Lloyd A. Levitin (born 1932) is an American businessman, former business executive and currently professor of clinical finance and business economics at the University of Southern California's Marshall School of Business. He teaches financial analysis and valuation courses in the full-time MBA and undergraduate programs. He has published articles on corporate diversification and accountants' scope of liability for defective financial reports. He was simultaneously executive vice president, treasurer and chief financial officer of Pacific Enterprises (now Sempra Energy), as well as executive vice president and chief financial officer of the Southern California Gas Company (wholly owned subsidiary of Pacific Enterprises). He has 31 years of experience in corporate management. Prior thereto, he was associate professor of business at San Francisco State University. He also has a CPA certificate.

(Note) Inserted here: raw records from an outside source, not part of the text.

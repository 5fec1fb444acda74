pub mod state;

use contracts::domain::course::{Course, CourseStatus};
use leptos::prelude::*;
use leptos::task::spawn_local;
use thaw::*;

use self::state::TeacherCoursesState;
use crate::domain::course::api;
use crate::shared::components::course_card::RatingStars;
use crate::shared::components::error_banner::{EmptyState, ErrorBanner};
use crate::shared::components::spinner::PageSpinner;
use crate::shared::icons::icon;
use crate::shared::load_state::{LoadState, RequestGuard};

const DELETE_CONFIRMATION: &str =
    "Are you sure you want to delete this course? This action cannot be undone.";

fn confirm_delete() -> bool {
    web_sys::window()
        .and_then(|w| w.confirm_with_message(DELETE_CONFIRMATION).ok())
        .unwrap_or(false)
}

/// `/dashboard/teacher/courses`
#[component]
pub fn TeacherCourseList() -> impl IntoView {
    let state = TeacherCoursesState::new();
    let loads = RequestGuard::new();
    let reload = move || loads.load(state.courses, api::fetch_teacher_courses());
    reload();
    let retry = Callback::new(move |_: ()| reload());

    let handle_delete = move |id: i64| {
        if state.pending.get_untracked().is_some() || !confirm_delete() {
            return;
        }
        state.pending.set(Some(id));
        state.action_error.set(None);
        spawn_local(async move {
            match api::delete_course(id).await {
                Ok(()) => state.remove(id),
                Err(e) => {
                    log::error!("failed to delete course {}: {}", id, e);
                    state.action_error.set(Some(format!("Failed to delete course: {}", e)));
                }
            }
            state.pending.set(None);
        });
    };

    let handle_toggle = move |id: i64, current: CourseStatus| {
        if state.pending.get_untracked().is_some() {
            return;
        }
        let next = current.toggled();
        state.pending.set(Some(id));
        state.action_error.set(None);
        spawn_local(async move {
            match api::set_course_status(id, next).await {
                Ok(_) => state.set_status(id, next),
                Err(e) => {
                    log::error!("failed to change visibility of course {}: {}", id, e);
                    state
                        .action_error
                        .set(Some(format!("Failed to update course visibility: {}", e)));
                }
            }
            state.pending.set(None);
        });
    };

    let row = move |course: Course| {
        let id = course.id;
        let published = course.is_published();
        let status = course.status;
        let busy = Signal::derive(move || state.pending.get() == Some(id));
        view! {
            <tr>
                <td><a href=format!("/courses/{}", id)>{course.display_title().to_string()}</a></td>
                <td>{course.category_name.clone().unwrap_or_else(|| "—".to_string())}</td>
                <td>{course.current_students.unwrap_or(0)}</td>
                <td><RatingStars rating=course.rating_value() /></td>
                <td>{course.price_label()}</td>
                <td>
                    <Badge
                        appearance=BadgeAppearance::Tint
                        color={if published { BadgeColor::Success } else { BadgeColor::Warning }}
                    >
                        {if published { "Published" } else { "Draft" }}
                    </Badge>
                </td>
                <td>
                    <Flex gap=FlexGap::Small>
                        <a class="button" href=format!("/dashboard/teacher/courses/{}/view", id)>"Lessons"</a>
                        <a class="button" href=format!("/dashboard/teacher/courses/{}/edit", id)>"Edit"</a>
                        <Button
                            disabled=busy
                            on_click=move |_| handle_toggle(id, status)
                        >
                            {if published { "Unpublish" } else { "Publish" }}
                        </Button>
                        <Button disabled=busy on_click=move |_| handle_delete(id)>
                            {move || if busy.get() { "Working..." } else { "Delete" }}
                        </Button>
                    </Flex>
                </td>
            </tr>
        }
    };

    view! {
        <div class="page">
            <div class="page__header">
                <h1>"My Courses"</h1>
                <a class="button button--primary" href="/dashboard/teacher/courses/new">
                    {icon("plus")} " Create course"
                </a>
            </div>

            {move || state.action_error.get().map(|e| view! {
                <div class="alert alert--error" role="alert">{e}</div>
            })}

            {move || match state.courses.get() {
                LoadState::Loading => view! { <PageSpinner label="Loading your courses..." /> }.into_any(),
                LoadState::Failed(message) => view! {
                    <ErrorBanner
                        title="Couldn't load your courses"
                        message=Signal::derive(move || message.clone())
                        on_retry=retry
                    />
                }.into_any(),
                LoadState::Ready(list) if list.is_empty() => view! {
                    <EmptyState title="You haven't created any courses yet">
                        <a class="button button--primary" href="/dashboard/teacher/courses/new">"Create your first course"</a>
                    </EmptyState>
                }.into_any(),
                LoadState::Ready(list) => view! {
                    <table class="table">
                        <thead>
                            <tr>
                                <th>"Title"</th>
                                <th>"Category"</th>
                                <th>"Students"</th>
                                <th>"Rating"</th>
                                <th>"Price"</th>
                                <th>"Status"</th>
                                <th></th>
                            </tr>
                        </thead>
                        <tbody>
                            {list.into_iter().map(row).collect_view()}
                        </tbody>
                    </table>
                }.into_any(),
            }}
        </div>
    }
}
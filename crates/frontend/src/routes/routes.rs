use leptos::prelude::*;
use leptos_router::components::{ParentRoute, Route, Router, Routes};
use leptos_router::path;

use crate::domain::course::ui::catalog::CourseCatalog;
use crate::domain::course::ui::details::CourseDetails;
use crate::domain::course::ui::form::CourseForm;
use crate::domain::course::ui::learn::StudentCoursePage;
use crate::domain::course::ui::lessons::form::LessonForm;
use crate::domain::course::ui::lessons::TeacherCourseView;
use crate::domain::course::ui::my_courses::MyCoursesPage;
use crate::domain::course::ui::teacher_list::TeacherCourseList;
use crate::layout::{DashboardShell, Shell};
use crate::pages::dashboard::DashboardPage;
use crate::pages::landing::LandingPage;
use crate::shared::components::error_banner::EmptyState;
use crate::system::auth::guard::{PrivateRoute, StudentRoute, TeacherRoute};
use crate::system::pages::login::LoginPage;
use crate::system::pages::profile::ProfilePage;
use crate::system::pages::register::RegisterPage;

#[component]
fn NotFound() -> impl IntoView {
    view! {
        <EmptyState title="Page not found" hint="The page you are looking for does not exist.">
            <a class="button button--primary" href="/">"Back to home"</a>
        </EmptyState>
    }
}

/// Signed-in area; the shell only renders once the session is confirmed.
#[component]
fn ProtectedShell() -> impl IntoView {
    view! {
        <PrivateRoute>
            <DashboardShell />
        </PrivateRoute>
    }
}

#[component]
pub fn AppRoutes() -> impl IntoView {
    view! {
        <Router>
            <Routes fallback=|| view! { <NotFound /> }>
                <ParentRoute path=path!("/dashboard") view=ProtectedShell>
                    <Route path=path!("") view=DashboardPage />
                    <Route
                        path=path!("my-courses")
                        view=|| view! { <StudentRoute><MyCoursesPage /></StudentRoute> }
                    />
                    <Route
                        path=path!("my-courses/:id")
                        view=|| view! { <StudentRoute><StudentCoursePage /></StudentRoute> }
                    />
                    <Route path=path!("profile") view=ProfilePage />
                    <Route
                        path=path!("teacher/courses")
                        view=|| view! { <TeacherRoute><TeacherCourseList /></TeacherRoute> }
                    />
                    <Route
                        path=path!("teacher/courses/new")
                        view=|| view! { <TeacherRoute><CourseForm /></TeacherRoute> }
                    />
                    <Route
                        path=path!("teacher/courses/:id/edit")
                        view=|| view! { <TeacherRoute><CourseForm /></TeacherRoute> }
                    />
                    <Route
                        path=path!("teacher/courses/:id/view")
                        view=|| view! { <TeacherRoute><TeacherCourseView /></TeacherRoute> }
                    />
                    <Route
                        path=path!("teacher/courses/:course_id/lessons/new")
                        view=|| view! { <TeacherRoute><LessonForm /></TeacherRoute> }
                    />
                    <Route
                        path=path!("teacher/courses/:course_id/lessons/:lesson_id/edit")
                        view=|| view! { <TeacherRoute><LessonForm /></TeacherRoute> }
                    />
                </ParentRoute>
                <ParentRoute path=path!("") view=Shell>
                    <Route path=path!("") view=LandingPage />
                    <Route path=path!("courses") view=CourseCatalog />
                    <Route path=path!("courses/:id") view=CourseDetails />
                    <Route path=path!("login") view=LoginPage />
                    <Route path=path!("register") view=RegisterPage />
                </ParentRoute>
            </Routes>
        </Router>
    }
}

On June 6, 1996, he testified before the Committee on Banking, Housing, and Urban Affairs of the United States Senate regarding the proposed Public Utility Holding Company Act of 1996, S. 1317.

His analysis of the financial health of Southern Pacific Rail Corporation persuaded the United States Department of Justice to permit the merger of Southern Pacific with Union Pacific in 1996.

Education: JD, University of San Francisco (1961). MBA, University of Pennsylvania, Wharton School of Finance and Commerce (1956). BS in Accounting, University of California (1954).

He is married to Sonia Levitin, a novelist, and has two children, Daniel Levitin and Shari Levitin. He and his wife are among the founders of the Moraga Historical Society.